use crate::models::{Switch, TelemetryRecord};
use async_trait::async_trait;
use chrono::{DateTime, Utc};
use sqlx::{PgPool, Postgres, QueryBuilder};
use thiserror::Error;

/// Upper bound on rows returned by a range query.
const RANGE_LIMIT: i64 = 1000;

/// Rows per INSERT statement, kept well below the Postgres bind limit.
const INSERT_CHUNK: usize = 1000;

/// Storage errors, split by whether a retry can possibly succeed. The flush
/// writer retries `Transient` errors only.
#[derive(Debug, Error)]
pub enum RepoError {
    #[error("{0} not found")]
    NotFound(String),

    #[error("transient database error: {0}")]
    Transient(String),

    #[error("fatal database error: {0}")]
    Fatal(String),
}

impl RepoError {
    pub fn is_retryable(&self) -> bool {
        matches!(self, RepoError::Transient(_))
    }
}

impl From<sqlx::Error> for RepoError {
    fn from(err: sqlx::Error) -> Self {
        match &err {
            sqlx::Error::Database(db) => {
                let code = db.code();
                let code = code.as_deref().unwrap_or("");
                // Data, constraint and schema violations cannot succeed on
                // retry; connection-level failures can.
                if code.starts_with("22") || code.starts_with("23") || code.starts_with("42") {
                    RepoError::Fatal(err.to_string())
                } else {
                    RepoError::Transient(err.to_string())
                }
            }
            sqlx::Error::ColumnDecode { .. }
            | sqlx::Error::Decode(_)
            | sqlx::Error::TypeNotFound { .. }
            | sqlx::Error::ColumnNotFound(_)
            | sqlx::Error::Configuration(_) => RepoError::Fatal(err.to_string()),
            _ => RepoError::Transient(err.to_string()),
        }
    }
}

/// Durable storage of switches and telemetry rows. Rows are append-only;
/// only switches are ever updated in place.
#[async_trait]
pub trait MetricsRepository: Send + Sync {
    async fn upsert_switch(&self, switch: &Switch) -> Result<(), RepoError>;
    async fn get_switch(&self, switch_id: &str) -> Result<Switch, RepoError>;
    async fn list_switches(&self) -> Result<Vec<Switch>, RepoError>;

    async fn bulk_insert(&self, records: &[TelemetryRecord]) -> Result<(), RepoError>;
    async fn latest_for(&self, switch_id: &str) -> Result<TelemetryRecord, RepoError>;
    async fn range_for(
        &self,
        switch_id: &str,
        from: DateTime<Utc>,
        to: DateTime<Utc>,
    ) -> Result<Vec<TelemetryRecord>, RepoError>;

    async fn delete_older_than(&self, cutoff: DateTime<Utc>) -> Result<u64, RepoError>;
    async fn count(&self) -> Result<i64, RepoError>;
    async fn health_probe(&self) -> Result<(), RepoError>;
}

pub struct PgRepository {
    pool: PgPool,
}

impl PgRepository {
    pub fn new(pool: PgPool) -> Self {
        Self { pool }
    }
}

#[async_trait]
impl MetricsRepository for PgRepository {
    async fn upsert_switch(&self, switch: &Switch) -> Result<(), RepoError> {
        sqlx::query(
            r#"
            INSERT INTO switches (id, name, location, created_at)
            VALUES ($1, $2, $3, $4)
            ON CONFLICT (id) DO UPDATE SET
                name = EXCLUDED.name,
                location = EXCLUDED.location
            "#,
        )
        .bind(&switch.id)
        .bind(&switch.name)
        .bind(&switch.location)
        .bind(switch.created_at)
        .execute(&self.pool)
        .await?;
        Ok(())
    }

    async fn get_switch(&self, switch_id: &str) -> Result<Switch, RepoError> {
        let switch = sqlx::query_as::<_, Switch>(
            r#"
            SELECT id, name, location, created_at
            FROM switches
            WHERE id = $1
            "#,
        )
        .bind(switch_id)
        .fetch_optional(&self.pool)
        .await?;

        switch.ok_or_else(|| RepoError::NotFound(format!("switch {switch_id}")))
    }

    async fn list_switches(&self) -> Result<Vec<Switch>, RepoError> {
        let switches = sqlx::query_as::<_, Switch>(
            r#"
            SELECT id, name, location, created_at
            FROM switches
            ORDER BY created_at ASC
            "#,
        )
        .fetch_all(&self.pool)
        .await?;
        Ok(switches)
    }

    async fn bulk_insert(&self, records: &[TelemetryRecord]) -> Result<(), RepoError> {
        if records.is_empty() {
            return Ok(());
        }

        let now = Utc::now();
        let mut tx = self.pool.begin().await?;

        for chunk in records.chunks(INSERT_CHUNK) {
            let mut builder: QueryBuilder<Postgres> = QueryBuilder::new(
                "INSERT INTO telemetry_metrics \
                 (switch_id, timestamp, bandwidth_mbps, latency_ms, packet_errors, \
                  utilization_pct, temperature_c, created_at) ",
            );
            builder.push_values(chunk.iter(), |mut b, record| {
                let timestamp = if record.timestamp.timestamp() == 0 {
                    now
                } else {
                    record.timestamp
                };
                b.push_bind(&record.switch_id)
                    .push_bind(timestamp)
                    .push_bind(record.bandwidth_mbps)
                    .push_bind(record.latency_ms)
                    .push_bind(record.packet_errors)
                    .push_bind(record.utilization_pct)
                    .push_bind(record.temperature_c)
                    .push_bind(record.created_at.unwrap_or(now));
            });
            builder.build().execute(&mut *tx).await?;
        }

        tx.commit().await?;
        Ok(())
    }

    async fn latest_for(&self, switch_id: &str) -> Result<TelemetryRecord, RepoError> {
        let record = sqlx::query_as::<_, TelemetryRecord>(
            r#"
            SELECT switch_id, timestamp, bandwidth_mbps, latency_ms,
                   packet_errors, utilization_pct, temperature_c, created_at
            FROM telemetry_metrics
            WHERE switch_id = $1
            ORDER BY timestamp DESC
            LIMIT 1
            "#,
        )
        .bind(switch_id)
        .fetch_optional(&self.pool)
        .await?;

        record.ok_or_else(|| RepoError::NotFound(format!("metrics for switch {switch_id}")))
    }

    async fn range_for(
        &self,
        switch_id: &str,
        from: DateTime<Utc>,
        to: DateTime<Utc>,
    ) -> Result<Vec<TelemetryRecord>, RepoError> {
        let records = sqlx::query_as::<_, TelemetryRecord>(
            r#"
            SELECT switch_id, timestamp, bandwidth_mbps, latency_ms,
                   packet_errors, utilization_pct, temperature_c, created_at
            FROM telemetry_metrics
            WHERE switch_id = $1 AND timestamp >= $2 AND timestamp <= $3
            ORDER BY timestamp DESC
            LIMIT $4
            "#,
        )
        .bind(switch_id)
        .bind(from)
        .bind(to)
        .bind(RANGE_LIMIT)
        .fetch_all(&self.pool)
        .await?;
        Ok(records)
    }

    async fn delete_older_than(&self, cutoff: DateTime<Utc>) -> Result<u64, RepoError> {
        let result = sqlx::query("DELETE FROM telemetry_metrics WHERE created_at < $1")
            .bind(cutoff)
            .execute(&self.pool)
            .await?;
        Ok(result.rows_affected())
    }

    async fn count(&self) -> Result<i64, RepoError> {
        let count: i64 = sqlx::query_scalar("SELECT COUNT(*) FROM telemetry_metrics")
            .fetch_one(&self.pool)
            .await?;
        Ok(count)
    }

    async fn health_probe(&self) -> Result<(), RepoError> {
        sqlx::query_scalar::<_, i32>("SELECT 1")
            .fetch_one(&self.pool)
            .await?;
        Ok(())
    }
}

────────────────

The entries must all be transcribed exactly.

use crate::models::{Switch, TelemetryRecord};
use async_trait::async_trait;
use chrono::{DateTime, Utc};
use sqlx::{PgPool, Postgres, QueryBuilder};
use thiserror::Error;

/// Upper bound on rows returned by a range query.
const RANGE_LIMIT: i64 = 1000;

/// Rows per INSERT statement, kept well below the Postgres bind limit.
const INSERT_CHUNK: usize = 1000;

/// Storage errors, split by whether a retry can possibly succeed. The flush
/// writer retries `Transient` errors only.
#[derive(Debug, Error)]
pub enum RepoError {
    #[error("{0} not found")]
    NotFound(String),

    #[error("transient database error: {0}")]
    Transient(String),

    #[error("fatal database error: {0}")]
    Fatal(String),
}

impl RepoError {
    pub fn is_retryable(&self) -> bool {
        matches!(self, RepoError::Transient(_))
    }
}

impl From<sqlx::Error> for RepoError {
    fn from(err: sqlx::Error) -> Self {
        match &err {
            sqlx::Error::Database(db) => {
                let code = db.code();
                let code = code.as_deref().unwrap_or("");
                // Data, constraint and schema violations cannot succeed on
                // retry; connection-level failures can.
                if code.starts_with("22") || code.starts_with("23") || code.starts_with("42") {
                    RepoError::Fatal(err.to_string())
                } else {
                    RepoError::Transient(err.to_string())
                }
            }
            sqlx::Error::ColumnDecode { .. }
            | sqlx::Error::Decode(_)
            | sqlx::Error::TypeNotFound { .. }
            | sqlx::Error::ColumnNotFound(_)
            | sqlx::Error::Configuration(_) => RepoError::Fatal(err.to_string()),
            _ => RepoError::Transient(err.to_string()),
        }
    }
}

/// Durable storage of switches and telemetry rows. Rows are append-only;
/// only switches are ever updated in place.
#[async_trait]
pub trait MetricsRepository: Send + Sync {
    async fn upsert_switch(&self, switch: &Switch) -> Result<(), RepoError>;
    async fn get_switch(&self, switch_id: &str) -> Result<Switch, RepoError>;
    async fn list_switches(&self) -> Result<Vec<Switch>, RepoError>;

    async fn bulk_insert(&self, records: &[TelemetryRecord]) -> Result<(), RepoError>;
    async fn latest_for(&self, switch_id: &str) -> Result<TelemetryRecord, RepoError>;
    async fn range_for(
        &self,
        switch_id: &str,
        from: DateTime<Utc>,
        to: DateTime<Utc>,
    ) -> Result<Vec<TelemetryRecord>, RepoError>;

    async fn delete_older_than(&self, cutoff: DateTime<Utc>) -> Result<u64, RepoError>;
    async fn count(&self) -> Result<i64, RepoError>;
    async fn health_probe(&self) -> Result<(), RepoError>;
}

pub struct PgRepository {
    pool: PgPool,
}

impl PgRepository {
    pub fn new(pool: PgPool) -> Self {
        Self { pool }
    }
}

#[async_trait]
impl MetricsRepository for PgRepository {
    async fn upsert_switch(&self, switch: &Switch) -> Result<(), RepoError> {
        sqlx::query(
            r#"
            INSERT INTO switches (id, name, location, created_at)
            VALUES ($1, $2, $3, $4)
            ON CONFLICT (id) DO UPDATE SET
                name = EXCLUDED.name,
                location = EXCLUDED.location
            "#,
        )
        .bind(&switch.id)
        .bind(&switch.name)
        .bind(&switch.location)
        .bind(switch.created_at)
        .execute(&self.pool)
        .await?;
        Ok(())
    }

    async fn get_switch(&self, switch_id: &str) -> Result<Switch, RepoError> {
        let switch = sqlx::query_as::<_, Switch>(
            r#"
            SELECT id, name, location, created_at
            FROM switches
            WHERE id = $1
            "#,
        )
        .bind(switch_id)
        .fetch_optional(&self.pool)
        .await?;

        switch.ok_or_else(|| RepoError::NotFound(format!("switch {switch_id}")))
    }

    async fn list_switches(&self) -> Result<Vec<Switch>, RepoError> {
        let switches = sqlx::query_as::<_, Switch>(
            r#"
            SELECT id, name, location, created_at
            FROM switches
            ORDER BY created_at ASC
            "#,
        )
        .fetch_all(&self.pool)
        .await?;
        Ok(switches)
    }

    async fn bulk_insert(&self, records: &[TelemetryRecord]) -> Result<(), RepoError> {
        if records.is_empty() {
            return Ok(());
        }

        let now = Utc::now();
        let mut tx = self.pool.begin().await?;

        for chunk in records.chunks(INSERT_CHUNK) {
            let mut builder: QueryBuilder<Postgres> = QueryBuilder::new(
                "INSERT INTO telemetry_metrics \
                 (switch_id, timestamp, bandwidth_mbps, latency_ms, packet_errors, \
                  utilization_pct, temperature_c, created_at) ",
            );
            builder.push_values(chunk.iter(), |mut b, record| {
                let timestamp = if record.timestamp.timestamp() == 0 {
                    now
                } else {
                    record.timestamp
                };
                b.push_bind(&record.switch_id)
                    .push_bind(timestamp)
                    .push_bind(record.bandwidth_mbps)
                    .push_bind(record.latency_ms)
                    .push_bind(record.packet_errors)
                    .push_bind(record.utilization_pct)
                    .push_bind(record.temperature_c)
                    .push_bind(record.created_at.unwrap_or(now));
            });
            builder.build().execute(&mut *tx).await?;
        }

        tx.commit().await?;
        Ok(())
    }

    async fn latest_for(&self, switch_id: &str) -> Result<TelemetryRecord, RepoError> {
        let record = sqlx::query_as::<_, TelemetryRecord>(
            r#"
            SELECT switch_id, timestamp, bandwidth_mbps, latency_ms,
                   packet_errors, utilization_pct, temperature_c, created_at
            FROM telemetry_metrics
            WHERE switch_id = $1
            ORDER BY timestamp DESC
            LIMIT 1
            "#,
        )
        .bind(switch_id)
        .fetch_optional(&self.pool)
        .await?;

        record.ok_or_else(|| RepoError::NotFound(format!("metrics for switch {switch_id}")))
    }

    async fn range_for(
        &self,
        switch_id: &str,
        from: DateTime<Utc>,
        to: DateTime<Utc>,
    ) -> Result<Vec<TelemetryRecord>, RepoError> {
        let records = sqlx::query_as::<_, TelemetryRecord>(
            r#"
            SELECT switch_id, timestamp, bandwidth_mbps, latency_ms,
                   packet_errors, utilization_pct, temperature_c, created_at
            FROM telemetry_metrics
            WHERE switch_id = $1 AND timestamp >= $2 AND timestamp <= $3
            ORDER BY timestamp DESC
            LIMIT $4
            "#,
        )
        .bind(switch_id)
        .bind(from)
        .bind(to)
        .bind(RANGE_LIMIT)
        .fetch_all(&self.pool)
        .await?;
        Ok(records)
    }

    async fn delete_older_than(&self, cutoff: DateTime<Utc>) -> Result<u64, RepoError> {
        let result = sqlx::query("DELETE FROM telemetry_metrics WHERE created_at < $1")
            .bind(cutoff)
            .execute(&self.pool)
            .await?;
        Ok(result.rows_affected())
    }

    async fn count(&self) -> Result<i64, RepoError> {
        let count: i64 = sqlx::query_scalar("SELECT COUNT(*) FROM telemetry_metrics")
            .fetch_one(&self.pool)
            .await?;
        Ok(count)
    }

    async fn health_probe(&self) -> Result<(), RepoError> {
        sqlx::query_scalar::<_, i32>("SELECT 1")
            .fetch_one(&self.pool)
            .await?;
        Ok(())
    }
}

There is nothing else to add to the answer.